Kim Thiboldeaux 04:48
Wow. Terrific. Dr. Rogers, thank you also for sharing that personal story. It really puts a lot behind the inspiration that’s led you to this work, and thank you also for the incredible work that you’re doing in health equity to bring equitable health care to all Americans. Dr. Rogers, for our listeners not necessarily familiar with colorectal cancer, Michael said when his mom was diagnosed, he didn’t even know where his colon was. Can you just take a quick minute to give us kind of the 101 on colorectal cancer?

Dr. Rogers 05:17
Sure, sure. And thanks again for the kind regards, Kim. So colorectal cancer is a disease in which cells in the colon or rectum, hence colorectal, grow out of control. So sometimes it’s called colon cancer for short, and in case you don’t know, the colon is the large intestine or the large bowel, while the rectum is the passageway that connects the colon to the anus. So sometimes these abnormal growths called polyps, form in the colon or rectum, and over time, some of the polyps may actually turn into cancer. So screening tests can find polyps so they can be removed before turning into cancer. And screening also helps find colorectal cancer at an earlier stage when treatment works best.

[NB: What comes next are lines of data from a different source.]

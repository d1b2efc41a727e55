//! TopHeader: sidebar toggle, theme toggle and the current user menu.

use crate::layout::global_context::use_app_context;
use crate::shared::icons::icon;
use crate::shared::modals::use_modals;
use crate::shared::theme::ThemeToggle;
use leptos::prelude::*;
use leptos_router::components::A;

#[derive(Debug, Clone, Copy, PartialEq, Eq)]
enum HeaderMenu {
    User,
}

#[component]
pub fn TopHeader() -> impl IntoView {
    let ctx = use_app_context();
    let is_sidebar_visible = move || ctx.left_open.get();
    let user_menu = use_modals(&[HeaderMenu::User]).get(HeaderMenu::User);

    view! {
        <div class="top-header">
            <div class="top-header__brand">
                <button
                    class="top-header__icon-btn"
                    on:click=move |_| ctx.toggle_left()
                    title=move || if is_sidebar_visible() { "Thu gọn menu" } else { "Mở rộng menu" }
                >
                    {icon("menu")}
                </button>
            </div>

            <div class="top-header__actions">
                <ThemeToggle />

                <A href="/dashboard/settings" attr:class="top-header__icon-btn" attr:title="Cài đặt">
                    {icon("settings")}
                </A>

                <div class="user-menu">
                    <button class="top-header__user" on:click=move |_| user_menu.toggle()>
                        <span class="avatar avatar--small">{move || ctx.profile.with(|p| p.initials())}</span>
                        <span class="top-header__user-name">{move || ctx.profile.with(|p| p.full_name.clone())}</span>
                        {icon("chevron-down")}
                    </button>

                    <Show when=move || user_menu.is_open()>
                        <div class="user-menu__panel" on:click=move |_| user_menu.close()>
                            <div class="user-menu__header">
                                <div class="user-menu__name">{move || ctx.profile.with(|p| p.full_name.clone())}</div>
                                <div class="user-menu__email">{move || ctx.profile.with(|p| p.email.clone())}</div>
                            </div>
                            <A href="/dashboard/profile" attr:class="user-menu__item">
                                {icon("profile")}
                                <span>"Hồ sơ cá nhân"</span>
                            </A>
                            <A href="/dashboard/settings" attr:class="user-menu__item">
                                {icon("settings")}
                                <span>"Cài đặt"</span>
                            </A>
                        </div>
                    </Show>
                </div>
            </div>
        </div>
    }
}
use super::view_model::{InventoryDetailsViewModel, CATEGORY_CHOICES};
use crate::shared::components::ui::{Button, Input, NumberInput, Select};
use crate::shared::crud::CrudModal;
use crate::shared::modal::Modal;
use crate::shared::notifications::use_notifications;
use leptos::prelude::*;

#[component]
pub fn InventoryDetails(vm: InventoryDetailsViewModel) -> impl IntoView {
    let notifications = use_notifications();
    let store = vm.store;
    let form = vm.form;

    let open = Signal::derive(move || {
        store.is_open(CrudModal::Create) || store.is_open(CrudModal::Update)
    });
    Effect::new(move |_| {
        if open.get() {
            vm.load(untrack(move || store.selected()));
        }
    });

    let title = Signal::derive(move || {
        if vm.is_edit_mode() {
            "Chỉnh sửa vật tư".to_string()
        } else {
            "Thêm vật tư mới".to_string()
        }
    });

    let (sku, set_sku) = form.bind("sku", |d| d.sku.clone(), |d, v| d.sku = v);
    let (name, set_name) = form.bind("name", |d| d.name.clone(), |d, v| d.name = v);
    let (category, set_category) = form.bind("category", |d| d.category.clone(), |d, v| d.category = v);
    let (unit, set_unit) = form.bind("unit", |d| d.unit.clone(), |d, v| d.unit = v);
    let (quantity, set_quantity) = form.bind("quantity", |d| d.quantity, |d, v| d.quantity = v);
    let (min_stock, set_min_stock) = form.bind("min_stock", |d| d.min_stock, |d, v| d.min_stock = v);
    let (price, set_price) = form.bind("price", |d| d.price, |d, v| d.price = v);
    let (supplier, set_supplier) = form.bind("supplier", |d| d.supplier.clone(), |d, v| d.supplier = v);
    let (location, set_location) = form.bind("location", |d| d.location.clone(), |d, v| d.location = v);

    let category_options = Signal::derive(|| {
        CATEGORY_CHOICES
            .iter()
            .map(|c| (c.to_string(), c.to_string()))
            .collect::<Vec<_>>()
    });

    let on_submit = Callback::new(move |_| {
        let editing = vm.is_edit_mode();
        if let Some(saved) = vm.save_command() {
            notifications.success(if editing {
                format!("Đã cập nhật vật tư {}", saved.name)
            } else {
                format!("Đã thêm vật tư {}", saved.name)
            });
        }
    });
    let on_cancel = store.on_cancel();

    let footer = move || {
        view! {
            <Button variant="secondary" on_click=Callback::new(move |_| on_cancel.run(()))>
                "Hủy"
            </Button>
            <Button variant="primary" on_click=on_submit>
                {move || if vm.is_edit_mode() { "Cập nhật" } else { "Thêm mới" }}
            </Button>
        }
    };

    view! {
        <Modal open=open title=title on_close=on_cancel footer=footer wide=true>
            <div class="details-form details-form--grid">
                <Input label="Mã SKU" id="inv-sku" value=sku on_input=set_sku
                    placeholder="VD: XM-001" required=true error=form.error("sku") />
                <Input label="Tên vật tư" id="inv-name" value=name on_input=set_name
                    placeholder="VD: Xi măng Portland" required=true error=form.error("name") />
                <Select label="Danh mục" id="inv-category" value=category on_change=set_category
                    options=category_options placeholder="Chọn danh mục" required=true
                    error=form.error("category") />
                <Input label="Đơn vị" id="inv-unit" value=unit on_input=set_unit
                    placeholder="VD: Bao, m³, Tấn" required=true error=form.error("unit") />
                <NumberInput label="Số lượng" id="inv-quantity" value=quantity on_input=set_quantity
                    min=0.0 required=true error=form.error("quantity") />
                <NumberInput label="Mức tối thiểu" id="inv-min-stock" value=min_stock on_input=set_min_stock
                    min=0.0 required=true error=form.error("min_stock") />
                <NumberInput label="Đơn giá (VND)" id="inv-price" value=price on_input=set_price
                    min=0.0 step=1000.0 required=true error=form.error("price") />
                <Input label="Nhà cung cấp" id="inv-supplier" value=supplier on_input=set_supplier
                    placeholder="VD: Xi măng Hoàng Thạch" required=true error=form.error("supplier") />
                <Input label="Vị trí kho" id="inv-location" value=location on_input=set_location
                    placeholder="VD: Kho A-01" required=true error=form.error("location") />
            </div>
        </Modal>
    }
}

So your risk of developing CRC historically has increased as you get older, but honestly, everyone is at risk for CRC or colorectal cancer, as everyone has a colon. Although roughly about 90% of colorectal cancer is found in people over the age of 50, the rise among individuals younger than 50 is very important to talk about because, you know, they are 58% more likely to be diagnosed with a later stage of the disease, when it’s much harder to treat. Also, Kim, I’m sure you may be aware of this that right now, colorectal cancer is projected to be the leading cancer killer among those ages 20 to 49 by 2030.

Kim Thiboldeaux 06:28
Wow, it’s a startling, startling statistic really, but one that I think our listeners need to hear about and understand. So Dr. Rogers, let’s just talk for a minute about that sort of staging that you started to mention. So how does survival related outcomes, so right, how long we live after a particular cancer diagnosis, how does that survival related outcome differ for those whose colorectal cancer is diagnosed early stage 1, stage 2, versus somebody whose cancer is diagnosed later, stage 3, stage 4?

Dr. Rogers 06:57
Great question. So in brief, catch it early, live longer. And so specifically, when an individual is diagnosed early at a localized stage, they…you know their five year relative survival rate is about 91%, while those diagnosed at a distant or more advanced age have roughly a 14% chance of survival. So like with my aunt, back then, her chance of survival for stage 4 was less than 10%. So we have made some progress. Well, 14% is still very low compared to 91%. So for the latter piece in terms of advanced stages, that cancer has typically spread to distant, that’s why it’s a distant stage or advanced stage. So the cancer is typically spread to distant parts of the body, such as the lungs or liver or distant lymph nodes.

Kim Thiboldeaux 07:38
Okay, so, Michael, picking up on what Dr. Rogers is sharing with us, it seems that early detection and diagnosis is critical for this cancer, and certainly one of the tools, maybe the main tool right now for that is getting a colonoscopy. So can you explain, what is a colonoscopy? And what are the current guidelines for who should get a colonoscopy and how often?

Michael Sapienza 08:00
Sure. So, starting starting at age 45, anybody that is at average risk for colon cancer, meaning you haven’t had a first degree relative that has had it or you don’t have Crohn’s or colitis, or potentially other comorbidities that potentially will put you at an increased risk, should start getting screened at 45. If they find polyps in the colonoscopy, then you certainly have to go back more often. If you have a family history of colon cancer, or you know, other factors, you know, and you’re under 45, let’s say that my mom unfortunately had got colon cancer at 40, I should get it 10 years prior. So at age 30. If my mom had got it at 50, I should get it at 40. So 40 is really the starting point that anybody who has family history of colon cancer that should be getting it.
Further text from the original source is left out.